Por que os recipientes de vidro de laboratório continuam quebrando (e como consertá-los)
Já aconteceu de um recipiente de vidro de laboratório simplesmente quebrar? Sem aviso prévio, sem nenhum impacto, apenas uma fratura espontânea. É frustrante. Geralmente, isso acontece porque diferentes partes do vidro esfriam em velocidades diferentes, causando tensões ocultas. Para evitar isso, é preciso alcançar o “ponto de revenimento” – aquele ponto ideal em que o vidro fica estável o suficiente para eliminar as tensões internas, mas não tão quente a ponto de se deformar ou amolecer.
A batalha por 0,1°C
O problema é que os aquecedores padrão são imprecisos. Eles superam o valor desejado. Quando se tenta manter uma tolerância de 0,1°C, o atraso entre o sensor e o aquecedor torna-se o maior inimigo. Por isso, usamos lâmpadas de infravermelho de onda curta. Em vez de desperdiçar tempo aquecendo o ar ao redor do vidro, essas lâmpadas transferem energia diretamente para a estrutura molecular do vidro. É quase instantâneo. Mas a lâmpada é apenas metade da solução. É preciso também um controlador PID que possa reduzir a potência exatamente no momento certo. Se a lâmpada continuar emitindo calor por muito tempo depois de ser desligada, você acabará ultrapassando o limite desejado e provavelmente estragando todo o lote de produtos.
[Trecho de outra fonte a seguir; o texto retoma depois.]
use crate::error::{GraphError, Result};
use crate::types::{EntityRef, ScriptId, TxId};

use super::cell::{OneShot, Volatile};
use super::fields::ScriptField;
use super::row::Pagination;

/// Canonical script entity.
///
/// Besides its address a script carries the bookkeeping of the paginated
/// download of its transaction history. Those markers settle over a
/// sequence of page fetches and are held in [`Volatile`] cells.
#[derive(Debug)]
pub struct Script {
    id: ScriptId,
    address: OneShot<String>,
    contiguous_bound_tx: Volatile<Option<TxId>>,
    fetch_newest_tx: Volatile<Option<TxId>>,
    fetch_newest_tx_read_height: Volatile<Option<u64>>,
    fetch_oldest_tx: Volatile<Option<TxId>>,
}

impl Script {
    /// Creates an entity with only its identity set.
    pub fn new(id: ScriptId) -> Self {
        Self {
            id,
            address: OneShot::new(),
            contiguous_bound_tx: Volatile::new(),
            fetch_newest_tx: Volatile::new(),
            fetch_newest_tx_read_height: Volatile::new(),
            fetch_oldest_tx: Volatile::new(),
        }
    }

    pub fn id(&self) -> ScriptId {
        self.id
    }

    pub(crate) fn entity(&self) -> EntityRef {
        EntityRef::Script(self.id)
    }

    pub fn address(&self) -> &OneShot<String> {
        &self.address
    }

    /// Newest transaction below which the history is known to be complete.
    pub fn contiguous_bound_tx(&self) -> &Volatile<Option<TxId>> {
        &self.contiguous_bound_tx
    }

    /// First transaction of the fetch cycle in progress.
    pub fn fetch_newest_tx(&self) -> &Volatile<Option<TxId>> {
        &self.fetch_newest_tx
    }

    /// Height as of which the bound (or the cycle in progress) is valid.
    pub fn fetch_newest_tx_read_height(&self) -> &Volatile<Option<u64>> {
        &self.fetch_newest_tx_read_height
    }

    /// Oldest transaction fetched so far by the cycle in progress.
    pub fn fetch_oldest_tx(&self) -> &Volatile<Option<TxId>> {
        &self.fetch_oldest_tx
    }

    /// The bookkeeping tuple, once it has been read from the store.
    pub fn pagination(&self) -> Option<Pagination> {
        Some(Pagination {
            contiguous_bound_tx_id: self.contiguous_bound_tx.read_value()?,
            fetch_newest_tx_id: self.fetch_newest_tx.read_value()?,
            fetch_newest_tx_read_height: self.fetch_newest_tx_read_height.read_value()?,
            fetch_oldest_tx_id: self.fetch_oldest_tx.read_value()?,
        })
    }

    /// Replaces the bookkeeping tuple.
    ///
    /// The bound, once set, can move but never disappear, and the read
    /// height never decreases. Nothing is written when a guard fails.
    pub(crate) fn apply_pagination(&self, next: Pagination) -> Result<()> {
        if let Some(current) = self.pagination() {
            if current.contiguous_bound_tx_id.is_some() && next.contiguous_bound_tx_id.is_none() {
                return Err(GraphError::MonotonicityViolation {
                    entity: self.entity(),
                    field: ScriptField::ContiguousBoundTx.spec().name,
                });
            }
            if let (Some(prev), Some(new)) = (
                current.fetch_newest_tx_read_height,
                next.fetch_newest_tx_read_height,
            ) {
                if new < prev {
                    return Err(GraphError::MonotonicityViolation {
                        entity: self.entity(),
                        field: ScriptField::FetchNewestTxReadHeight.spec().name,
                    });
                }
            }
            if current.fetch_newest_tx_read_height.is_some()
                && next.fetch_newest_tx_read_height.is_none()
            {
                return Err(GraphError::MonotonicityViolation {
                    entity: self.entity(),
                    field: ScriptField::FetchNewestTxReadHeight.spec().name,
                });
            }
            if current == next {
                return Ok(());
            }
        }
        self.contiguous_bound_tx.complete(next.contiguous_bound_tx_id);
        self.fetch_newest_tx.complete(next.fetch_newest_tx_id);
        self.fetch_newest_tx_read_height
            .complete(next.fetch_newest_tx_read_height);
        self.fetch_oldest_tx.complete(next.fetch_oldest_tx_id);
        Ok(())
    }

    /// Non-blocking check whether `field` holds a value.
    pub fn has_value(&self, field: ScriptField) -> bool {
        match field {
            ScriptField::Address => self.address.has_value(),
            ScriptField::ContiguousBoundTx => self.contiguous_bound_tx.has_value(),
            ScriptField::FetchNewestTx => self.fetch_newest_tx.has_value(),
            ScriptField::FetchNewestTxReadHeight => self.fetch_newest_tx_read_height.has_value(),
            ScriptField::FetchOldestTx => self.fetch_oldest_tx.has_value(),
        }
    }

    pub(crate) fn fail(&self, field: ScriptField, err: GraphError) {
        match field {
            ScriptField::Address => self.address.fail(err),
            ScriptField::ContiguousBoundTx => self.contiguous_bound_tx.fail(err),
            ScriptField::FetchNewestTx => self.fetch_newest_tx.fail(err),
            ScriptField::FetchNewestTxReadHeight => self.fetch_newest_tx_read_height.fail(err),
            ScriptField::FetchOldestTx => self.fetch_oldest_tx.fail(err),
        }
    }

    fn marker(&self, field: ScriptField) -> Option<MarkerCell<'_>> {
        match field {
            ScriptField::Address => None,
            ScriptField::ContiguousBoundTx => Some(MarkerCell::Tx(&self.contiguous_bound_tx)),
            ScriptField::FetchNewestTx => Some(MarkerCell::Tx(&self.fetch_newest_tx)),
            ScriptField::FetchNewestTxReadHeight => {
                Some(MarkerCell::Height(&self.fetch_newest_tx_read_height))
            }
            ScriptField::FetchOldestTx => Some(MarkerCell::Tx(&self.fetch_oldest_tx)),
        }
    }

    /// Holds readers of a pagination marker until the history load running
    /// for it finishes.
    pub(crate) fn begin_refresh(&self, field: ScriptField) {
        match self.marker(field) {
            Some(MarkerCell::Tx(cell)) => cell.begin_refresh(),
            Some(MarkerCell::Height(cell)) => cell.begin_refresh(),
            None => {}
        }
    }

    /// Releases readers held by [`Script::begin_refresh`] with the current value.
    pub(crate) fn settle(&self, field: ScriptField) {
        match self.marker(field) {
            Some(MarkerCell::Tx(cell)) => cell.settle(),
            Some(MarkerCell::Height(cell)) => cell.settle(),
            None => {}
        }
    }

    pub(crate) fn clear_failure(&self, field: ScriptField) {
        match field {
            ScriptField::Address => self.address.clear_failure(),
            ScriptField::ContiguousBoundTx => self.contiguous_bound_tx.clear_failure(),
            ScriptField::FetchNewestTx => self.fetch_newest_tx.clear_failure(),
            ScriptField::FetchNewestTxReadHeight => {
                self.fetch_newest_tx_read_height.clear_failure()
            }
            ScriptField::FetchOldestTx => self.fetch_oldest_tx.clear_failure(),
        }
    }
}

enum MarkerCell<'a> {
    Tx(&'a Volatile<Option<TxId>>),
    Height(&'a Volatile<Option<u64>>),
}
//! Query pipeline - route, fan out, fan in, merge
//!
//! One logical pipeline per incoming intent; no shared mutable state. The
//! two backend executions are independent and dispatched concurrently. A
//! backend failure or timeout surfaces as an absent source result: partial
//! results always beat no response.

use std::sync::Arc;

use chrono::Utc;
use tokio::time::timeout;
use tracing::{info, warn};

use crate::backend::{Backend, SearchBackend, SourceResult, SqlBackend};
use crate::config::PipelineConfig;
use crate::error::Result;
use crate::intent::NormalizedIntent;
use crate::merger::{MergedResult, Merger, SourceResults};
use crate::router::{Router, RoutingDecision};
use crate::search_translator::build_request;
use crate::sql_translator::build_statement;

/// Pipeline outcome: the merged result plus the routing decision that
/// produced it, for callers that surface query diagnostics.
#[derive(Debug)]
pub struct PipelineResponse {
    pub merged: MergedResult,
    pub routing: RoutingDecision,
}

/// The routing-translation-merge pipeline over two backend executors.
pub struct QueryPipeline {
    router: Router,
    merger: Merger,
    search: Arc<dyn SearchBackend>,
    sql: Arc<dyn SqlBackend>,
    config: PipelineConfig,
}

impl QueryPipeline {
    pub fn new(search: Arc<dyn SearchBackend>, sql: Arc<dyn SqlBackend>) -> Self {
        Self::with_config(search, sql, PipelineConfig::default())
    }

    pub fn with_config(
        search: Arc<dyn SearchBackend>,
        sql: Arc<dyn SqlBackend>,
        config: PipelineConfig,
    ) -> Self {
        Self {
            router: Router::with_threshold(config.confidence_threshold),
            merger: Merger::with_max_results(config.max_merged_results),
            search,
            sql,
            config,
        }
    }

    /// Run one intent through the pipeline.
    pub async fn execute(&self, intent: &NormalizedIntent) -> Result<PipelineResponse> {
        let decision = self.router.route(intent);
        let now = Utc::now();

        let search_task = async {
            let params = decision.search_query.as_ref().filter(|_| decision.use_search)?;
            let request = build_request(params, now);
            self.run_source(Backend::Search, self.search.search(&request))
                .await
        };

        let sql_task = async {
            let params = decision.sql_query.as_ref().filter(|_| decision.use_sql)?;
            let statement = build_statement(params, now);
            self.run_source(Backend::Sql, self.sql.query(&statement)).await
        };

        let (search_result, sql_result) = tokio::join!(search_task, sql_task);

        let results = SourceResults {
            search: search_result,
            sql: sql_result,
        };
        let merged = self.merger.merge_at(&results, intent, now);

        info!(
            intent = intent.intent.as_str(),
            sources = results.sources().len(),
            total = merged.total(),
            "pipeline complete"
        );

        Ok(PipelineResponse {
            merged,
            routing: decision,
        })
    }

    /// Await one backend, mapping error or timeout to an absent result.
    async fn run_source(
        &self,
        backend: Backend,
        fut: impl std::future::Future<Output = Result<SourceResult>>,
    ) -> Option<SourceResult> {
        let outcome = match self.config.backend_timeout {
            Some(limit) => match timeout(limit, fut).await {
                Ok(result) => result,
                Err(_) => {
                    warn!(%backend, timeout_ms = limit.as_millis() as u64, "backend timed out");
                    return None;
                }
            },
            None => fut.await,
        };

        match outcome {
            Ok(result) => Some(result),
            Err(err) => {
                warn!(%backend, error = %err, "backend failed, continuing without it");
                None
            }
        }
    }
}
//! crossquery - intent-driven query federation
//!
//! Takes a `NormalizedIntent` produced by an upstream NLU stage, decides
//! which of two backends to query (a full-text search engine and a
//! relational store), translates the intent into each backend's native query
//! representation, executes both concurrently where warranted, and merges
//! the heterogeneous result sets into one unified, explainable response.
//!
//! The crate never talks to a real backend itself: execution happens behind
//! the [`backend::SearchBackend`] and [`backend::SqlBackend`] traits.

pub mod backend;
pub mod config;
pub mod error;
pub mod intent;
pub mod merger;
pub mod pipeline;
pub mod router;
pub mod scoring;
pub mod search_translator;
pub mod sql_translator;
pub mod time;

pub use backend::{Backend, SearchBackend, SourceResult, SqlBackend};
pub use config::PipelineConfig;
pub use error::{CrossQueryError, Result};
pub use intent::{NormalizedIntent, QueryIntent};
pub use merger::{MergedResult, Merger, SourceResults};
pub use pipeline::{PipelineResponse, QueryPipeline};
pub use router::{Router, RoutingDecision};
Os equipamentos necessários
Essas não são lâmpadas comuns. Usamos invólucros de quartzo de alta potência, pois eles conseguem suportar os choques térmicos extremos sem quebrar. Também aplicamos revestimentos especiais para manter o calor concentrado nas paredes do vidro, em vez de aquecer o próprio corpo do forno. Outro detalhe importante: não economize nos fios elétricos. São necessários fios resistentes. A quantidade de calor gerada é tão intensa que o invólucro do equipamento sofre bastante devido à expansão térmica. Além disso, verifique se seus refletores são feitos de alumínio polido ou revestidos a ouro. Caso contrário, você estará perdendo 20% da energia gerada.
Como fazer o resfriamento corretamente
A precisão não se trata apenas de atingir a temperatura máxima. O verdadeiro desafio está no resfriamento. Reduzimos a emissão de infravermelho em pequenos incrementos, de forma cuidadosa. Isso garante que o núcleo do vidro e sua superfície externa resfriem-se de maneira uniforme. Se a fonte de alimentação estiver desligada ou se a lâmpada tiver pontos quentes, novas tensões serão criadas durante o processo de resfriamento. E voltamos ao ponto de partida: vidros que quebram sem motivo aparente.